- _What this task involves_: Please copy every line of the records below that holds the word "infinities".

Source data
● ● ● ● ●

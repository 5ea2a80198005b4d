use std::fmt;

use chrono::{DateTime, SecondsFormat, Utc};
use indexmap::IndexMap;
use regex::Regex;

use crate::error::ValueError;

/// Insertion-ordered map backing [`Value::Object`].
pub type Map = IndexMap<String, Value>;

/// A dynamically-typed value.
///
/// This is the payload every helper in this crate operates on. The caller
/// declares how a value should be interpreted through a kind tag
/// ([`crate::Kind`]); the value itself carries no such interpretation.
///
/// Two variants represent absence and are interchangeable everywhere:
/// [`Value::Unset`] ("no value") and [`Value::Null`] ("unset"). Each kind
/// module defines its own, wider notion of nullness on top of these.
///
/// # Examples
///
/// ```
/// use valuekit::Value;
///
/// let v = Value::from(serde_json::json!({"name": "Ada", "age": 36}));
/// assert!(matches!(v, Value::Object(_)));
/// ```
#[derive(Debug, Clone)]
pub enum Value {
    /// The "no value" absence marker.
    Unset,
    /// The "unset" absence marker; interchangeable with [`Value::Unset`].
    Null,
    /// A boolean flag.
    Bool(bool),
    /// A numeric value. NaN and the infinities are representable but are
    /// never valid numbers.
    Number(f64),
    /// A text value.
    Text(String),
    /// A calendar timestamp (UTC).
    Date(DateTime<Utc>),
    /// A compiled pattern matcher.
    Pattern(Regex),
    /// A sequence of values.
    Array(Vec<Value>),
    /// A keyed object with insertion-ordered keys.
    Object(Map),
}

impl PartialEq for Value {
    fn eq(&self, other: &Self) -> bool {
        match (self, other) {
            (Value::Unset, Value::Unset) => true,
            (Value::Null, Value::Null) => true,
            (Value::Bool(a), Value::Bool(b)) => a == b,
            // NaN != NaN, by f64 semantics
            (Value::Number(a), Value::Number(b)) => a == b,
            (Value::Text(a), Value::Text(b)) => a == b,
            (Value::Date(a), Value::Date(b)) => a == b,
            (Value::Pattern(a), Value::Pattern(b)) => a.as_str() == b.as_str(),
            (Value::Array(a), Value::Array(b)) => a == b,
            (Value::Object(a), Value::Object(b)) => a == b,
            _ => false,
        }
    }
}

impl Value {
    /// Whether this is one of the two absence markers.
    pub fn is_absent(&self) -> bool {
        matches!(self, Value::Unset | Value::Null)
    }

    /// The boolean payload, if this is a boolean.
    pub fn as_bool(&self) -> Option<bool> {
        match self {
            Value::Bool(flag) => Some(*flag),
            _ => None,
        }
    }

    /// The numeric payload, if this is a number. No finiteness check is
    /// applied here; see [`crate::number::is_valid`].
    pub fn as_f64(&self) -> Option<f64> {
        match self {
            Value::Number(n) => Some(*n),
            _ => None,
        }
    }

    /// The text payload, if this is text.
    pub fn as_text(&self) -> Option<&str> {
        match self {
            Value::Text(s) => Some(s),
            _ => None,
        }
    }

    /// The timestamp payload, if this is a date.
    pub fn as_date(&self) -> Option<DateTime<Utc>> {
        match self {
            Value::Date(d) => Some(*d),
            _ => None,
        }
    }

    /// The elements, if this is an array.
    pub fn as_array(&self) -> Option<&[Value]> {
        match self {
            Value::Array(items) => Some(items),
            _ => None,
        }
    }

    /// The underlying map, if this is an object.
    pub fn as_object(&self) -> Option<&Map> {
        match self {
            Value::Object(map) => Some(map),
            _ => None,
        }
    }

    /// A short name for the variant, used in diagnostics.
    pub fn type_name(&self) -> &'static str {
        match self {
            Value::Unset => "unset",
            Value::Null => "null",
            Value::Bool(_) => "boolean",
            Value::Number(_) => "number",
            Value::Text(_) => "text",
            Value::Date(_) => "date",
            Value::Pattern(_) => "pattern",
            Value::Array(_) => "array",
            Value::Object(_) => "object",
        }
    }

    /// Parse JSON text into a value.
    ///
    /// # Examples
    ///
    /// ```
    /// use valuekit::Value;
    ///
    /// let v = Value::from_json_text("{\"a\": 1}").unwrap();
    /// assert!(matches!(v, Value::Object(_)));
    /// assert!(Value::from_json_text("not json").is_err());
    /// ```
    pub fn from_json_text(text: &str) -> Result<Value, ValueError> {
        let parsed: serde_json::Value = serde_json::from_str(text)?;
        Ok(Value::from(parsed))
    }

    /// Convert to a `serde_json::Value`, if the tree is pure JSON.
    ///
    /// Returns `None` when the tree contains an `Unset`, a date, or a
    /// pattern anywhere, since those have no JSON form.
    pub fn to_json(&self) -> Option<serde_json::Value> {
        match self {
            Value::Unset | Value::Date(_) | Value::Pattern(_) => None,
            Value::Null => Some(serde_json::Value::Null),
            Value::Bool(flag) => Some(serde_json::Value::Bool(*flag)),
            Value::Number(n) => serde_json::Number::from_f64(*n).map(serde_json::Value::Number),
            Value::Text(s) => Some(serde_json::Value::String(s.clone())),
            Value::Array(items) => items
                .iter()
                .map(Value::to_json)
                .collect::<Option<Vec<_>>>()
                .map(serde_json::Value::Array),
            Value::Object(map) => map
                .iter()
                .map(|(key, value)| value.to_json().map(|v| (key.clone(), v)))
                .collect::<Option<serde_json::Map<_, _>>>()
                .map(serde_json::Value::Object),
        }
    }

    /// Convert to a `serde_json::Value`, substituting renderable stand-ins
    /// for the non-JSON variants: `Unset` becomes null, dates their RFC 3339
    /// form, patterns their source text, non-finite numbers null.
    pub fn to_json_lossy(&self) -> serde_json::Value {
        match self {
            Value::Unset | Value::Null => serde_json::Value::Null,
            Value::Bool(flag) => serde_json::Value::Bool(*flag),
            Value::Number(n) => serde_json::Number::from_f64(*n)
                .map(serde_json::Value::Number)
                .unwrap_or(serde_json::Value::Null),
            Value::Text(s) => serde_json::Value::String(s.clone()),
            Value::Date(d) => {
                serde_json::Value::String(d.to_rfc3339_opts(SecondsFormat::Millis, true))
            }
            Value::Pattern(re) => serde_json::Value::String(re.as_str().to_string()),
            Value::Array(items) => {
                serde_json::Value::Array(items.iter().map(Value::to_json_lossy).collect())
            }
            Value::Object(map) => serde_json::Value::Object(
                map.iter()
                    .map(|(key, value)| (key.clone(), value.to_json_lossy()))
                    .collect(),
            ),
        }
    }
}

/// Render a number the way the coercion rules expect: integral values carry
/// no fraction part, NaN and the infinities keep their spelled-out names.
pub(crate) fn number_to_string(n: f64) -> String {
    if n.is_nan() {
        return "NaN".to_string();
    }
    if n.is_infinite() {
        return if n > 0.0 { "inf" } else { "-inf" }.to_string();
    }
    // Largest range where every integral f64 maps to a distinct i64.
    if n.fract() == 0.0 && n.abs() < 9_007_199_254_740_992.0 {
        return format!("{}", n as i64);
    }
    format!("{n}")
}

/// The string coercion used for sort keys, duplicate keys, and record
/// lookup. Absence markers render as `"unset"` / `"null"`; containers render
/// as their JSON form.
impl fmt::Display for Value {
    fn fmt(&self, f: &mut fmt::Formatter<'_>) -> fmt::Result {
        match self {
            Value::Unset => f.write_str("unset"),
            Value::Null => f.write_str("null"),
            Value::Bool(flag) => write!(f, "{flag}"),
            Value::Number(n) => f.write_str(&number_to_string(*n)),
            Value::Text(s) => f.write_str(s),
            Value::Date(d) => f.write_str(&d.to_rfc3339_opts(SecondsFormat::Millis, true)),
            Value::Pattern(re) => f.write_str(re.as_str()),
            Value::Array(_) | Value::Object(_) => write!(f, "{}", self.to_json_lossy()),
        }
    }
}

impl From<bool> for Value {
    fn from(flag: bool) -> Self {
        Value::Bool(flag)
    }
}

impl From<f64> for Value {
    fn from(n: f64) -> Self {
        Value::Number(n)
    }
}

impl From<i64> for Value {
    fn from(n: i64) -> Self {
        Value::Number(n as f64)
    }
}

impl From<&str> for Value {
    fn from(s: &str) -> Self {
        Value::Text(s.to_string())
    }
}

impl From<String> for Value {
    fn from(s: String) -> Self {
        Value::Text(s)
    }
}

impl From<DateTime<Utc>> for Value {
    fn from(d: DateTime<Utc>) -> Self {
        Value::Date(d)
    }
}

impl From<Regex> for Value {
    fn from(re: Regex) -> Self {
        Value::Pattern(re)
    }
}

impl From<Vec<Value>> for Value {
    fn from(items: Vec<Value>) -> Self {
        Value::Array(items)
    }
}

impl From<Map> for Value {
    fn from(map: Map) -> Self {
        Value::Object(map)
    }
}

impl From<serde_json::Value> for Value {
    fn from(v: serde_json::Value) -> Self {
        match v {
            serde_json::Value::Null => Value::Null,
            serde_json::Value::Bool(flag) => Value::Bool(flag),
            serde_json::Value::Number(n) => Value::Number(n.as_f64().unwrap_or(f64::NAN)),
            serde_json::Value::String(s) => Value::Text(s),
            serde_json::Value::Array(items) => {
                Value::Array(items.into_iter().map(Value::from).collect())
            }
            serde_json::Value::Object(map) => Value::Object(
                map.into_iter()
                    .map(|(key, value)| (key, Value::from(value)))
                    .collect(),
            ),
        }
    }
}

● ● ● ● ●

- _Response below_:
    /// A numeric value. NaN and the infinities are representable but are
/// no fraction part, NaN and the infinities keep their spelled-out names.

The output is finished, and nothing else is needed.